Why CI Testing Matters
CI testing provides instant feedback:
- Catch bugs early: A developer fixes their own code in the same session, not days later.
- Prevent breaking changes from reaching main: A test failure blocks a merge, protecting the main branch.
- Build confidence: Passing CI tests mean the code has been vetted by automated checks.
- Document assumptions: Tests document how code should behave, visible to reviewers.
- Enable refactoring: With CI tests, developers can refactor safely. Tests prove nothing broke.
- Reduce manual testing: Automated tests replace tedious manual regression testing.

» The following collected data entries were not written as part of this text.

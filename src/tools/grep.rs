//! `grepAndSearchFile`: regex search over stored content.

use super::{ToolDefinition, error_guidance, invalid_arguments, resolve_known_key};
use crate::errors::{ConfigError, ToolError};
use crate::search::{GrepFlags, GrepMatch, GrepOptions, build_regex, grep_stream};
use crate::storage::{
    KnownKeys, StorageAdapter, StorageReadParams, StorageSpec, create_storage_adapter,
};
use serde::{Deserialize, Serialize};
use serde_json::{Value, json};
use std::sync::Arc;

const DESCRIPTION: &str = "Search for a pattern in a file that was previously written to storage.
Use the 'key' parameter with the value shown in 'Written to ... Key: <key>' messages.
Provide a regex pattern to search for, and optional flags (i for case-insensitive, m for multiline, s for dot-all).
Returns matching lines with line numbers.";

#[derive(Debug, Clone, Default, PartialEq, Eq, Serialize, Deserialize)]
pub struct GrepAndSearchFileArgs {
    pub key: String,
    pub pattern: String,
    #[serde(default, skip_serializing_if = "Option::is_none")]
    pub flags: Option<String>,
    #[serde(default, skip_serializing_if = "Option::is_none")]
    pub max_results: Option<usize>,
    #[serde(default, skip_serializing_if = "Option::is_none")]
    pub context_lines: Option<usize>,
}

impl GrepAndSearchFileArgs {
    pub fn new(key: impl Into<String>, pattern: impl Into<String>) -> Self {
        Self {
            key: key.into(),
            pattern: pattern.into(),
            ..Default::default()
        }
    }

    pub fn with_flags(mut self, flags: impl Into<String>) -> Self {
        self.flags = Some(flags.into());
        self
    }
}

#[derive(Debug, Clone, PartialEq, Eq, Serialize, Deserialize)]
pub struct GrepAndSearchFileOutput {
    pub key: String,
    pub pattern: String,
    pub flags: String,
    pub matches: Vec<GrepMatch>,
    pub storage: String,
}

/// Searches compacted content without loading it whole.
#[derive(Debug, Clone)]
pub struct GrepAndSearchFileTool {
    adapter: Arc<dyn StorageAdapter>,
    known_keys: Option<KnownKeys>,
    defaults: GrepOptions,
    description: Option<String>,
}

impl GrepAndSearchFileTool {
    pub const NAME: &'static str = "grepAndSearchFile";

    pub fn new(adapter: Arc<dyn StorageAdapter>) -> Self {
        Self {
            adapter,
            known_keys: None,
            defaults: GrepOptions::default(),
            description: None,
        }
    }

    pub fn from_storage(storage: &StorageSpec) -> Result<Self, ConfigError> {
        Ok(Self::new(create_storage_adapter(storage)?))
    }

    /// Only search keys registered in `known_keys`.
    pub fn with_known_keys(mut self, known_keys: KnownKeys) -> Self {
        self.known_keys = Some(known_keys);
        self
    }

    /// Options used when a call does not set them.
    pub fn with_defaults(mut self, defaults: GrepOptions) -> Self {
        self.defaults = defaults;
        self
    }

    pub fn with_description(mut self, description: impl Into<String>) -> Self {
        self.description = Some(description.into());
        self
    }

    pub fn storage(&self) -> String {
        self.adapter.identify()
    }

    pub fn definition(&self) -> ToolDefinition {
        ToolDefinition {
            name: Self::NAME.to_string(),
            description: self
                .description
                .clone()
                .unwrap_or_else(|| DESCRIPTION.to_string()),
            parameters: json!({
                "type": "object",
                "properties": {
                    "key": {
                        "type": "string",
                        "description": "The storage key shown in a 'Written to ... Key: <key>' message"
                    },
                    "pattern": {
                        "type": "string",
                        "description": "Regular expression matched against each line"
                    },
                    "flags": {
                        "type": "string",
                        "description": "Regex flags: i (case-insensitive), m (multiline), s (dot matches newline)"
                    },
                    "max_results": {
                        "type": "integer",
                        "minimum": 0,
                        "description": format!("Maximum matching lines to return (default {})", self.defaults.max_results)
                    },
                    "context_lines": {
                        "type": "integer",
                        "minimum": 0,
                        "description": "Lines of context to include before and after each match"
                    }
                },
                "required": ["key", "pattern"]
            }),
        }
    }

    /// Search the content stored under `key`.
    pub async fn grep(
        &self,
        key: &str,
        pattern: &str,
        flags: GrepFlags,
        options: &GrepOptions,
    ) -> Result<Vec<GrepMatch>, ToolError> {
        let regex = build_regex(pattern, flags)?;
        let resolved = resolve_known_key(self.adapter.as_ref(), self.known_keys.as_ref(), key)?;

        let chunks = self
            .adapter
            .open_read_stream(StorageReadParams::new(resolved))
            .await
            .map_err(|e| ToolError::from_storage(key, e))?;
        let matches = grep_stream(chunks, &regex, options)
            .await
            .map_err(|e| ToolError::from_storage(key, e))?;

        tracing::debug!(key, pattern, matches = matches.len(), "searched stored content");
        Ok(matches)
    }

    pub async fn call(
        &self,
        args: GrepAndSearchFileArgs,
    ) -> Result<GrepAndSearchFileOutput, ToolError> {
        let flags = args.flags.unwrap_or_default();
        let options = GrepOptions {
            max_results: args.max_results.unwrap_or(self.defaults.max_results),
            context_lines: args.context_lines.unwrap_or(self.defaults.context_lines),
        };
        let matches = self
            .grep(&args.key, &args.pattern, GrepFlags::parse(&flags), &options)
            .await?;
        Ok(GrepAndSearchFileOutput {
            key: args.key,
            pattern: args.pattern,
            flags,
            matches,
            storage: self.storage(),
        })
    }

    /// Run the tool on raw JSON arguments. Failures are reported in `content`.
    pub async fn call_json(&self, args: Value) -> Value {
        let args: GrepAndSearchFileArgs = match serde_json::from_value(args) {
            Ok(args) => args,
            Err(e) => return json!({ "content": invalid_arguments(&e), "storage": self.storage() }),
        };
        let (key, pattern, flags) = (
            args.key.clone(),
            args.pattern.clone(),
            args.flags.clone().unwrap_or_default(),
        );
        match self.call(args).await {
            Ok(output) => json!(output),
            Err(e @ ToolError::InvalidPattern { .. }) => json!({
                "key": key,
                "pattern": pattern,
                "flags": flags,
                "content": error_guidance("searching", &e),
            }),
            Err(e) => json!({
                "key": key,
                "pattern": pattern,
                "flags": flags,
                "content": error_guidance("searching", &e),
                "storage": self.storage(),
            }),
        }
    }
}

Teams without CI often discover bugs late—during manual testing, UAT, or in production. CI shifts testing left, catching bugs when they're cheapest to fix.
CI/CD Platforms
Popular CI/CD platforms:
| Platform | Pros | Cons |
|---|---|---|
| GitHub Actions | Native to GitHub, free tier, easy workflow files | Limited to GitHub, can be verbose |
| GitLab CI/CD | Built into GitLab, powerful, free tier | Only for GitLab |
| CircleCI | Great user experience, multi-platform support, free tier | Paid for advanced features |
| Jenkins | Open source, highly customizable, works with any git host | Self-hosted (requires maintenance), steeper learning curve |
| Travis CI | Simple to set up, good for open source | Paid tiers, smaller community |
Most modern teams use GitHub Actions (free, simple) or GitLab CI/CD. If you need advanced features or multiple platforms, CircleCI is excellent. Jenkins is the choice for teams needing maximum control.
Setting Up a CI Pipeline
A basic CI pipeline has these stages:
- Trigger: On every commit (or pull request), the pipeline starts.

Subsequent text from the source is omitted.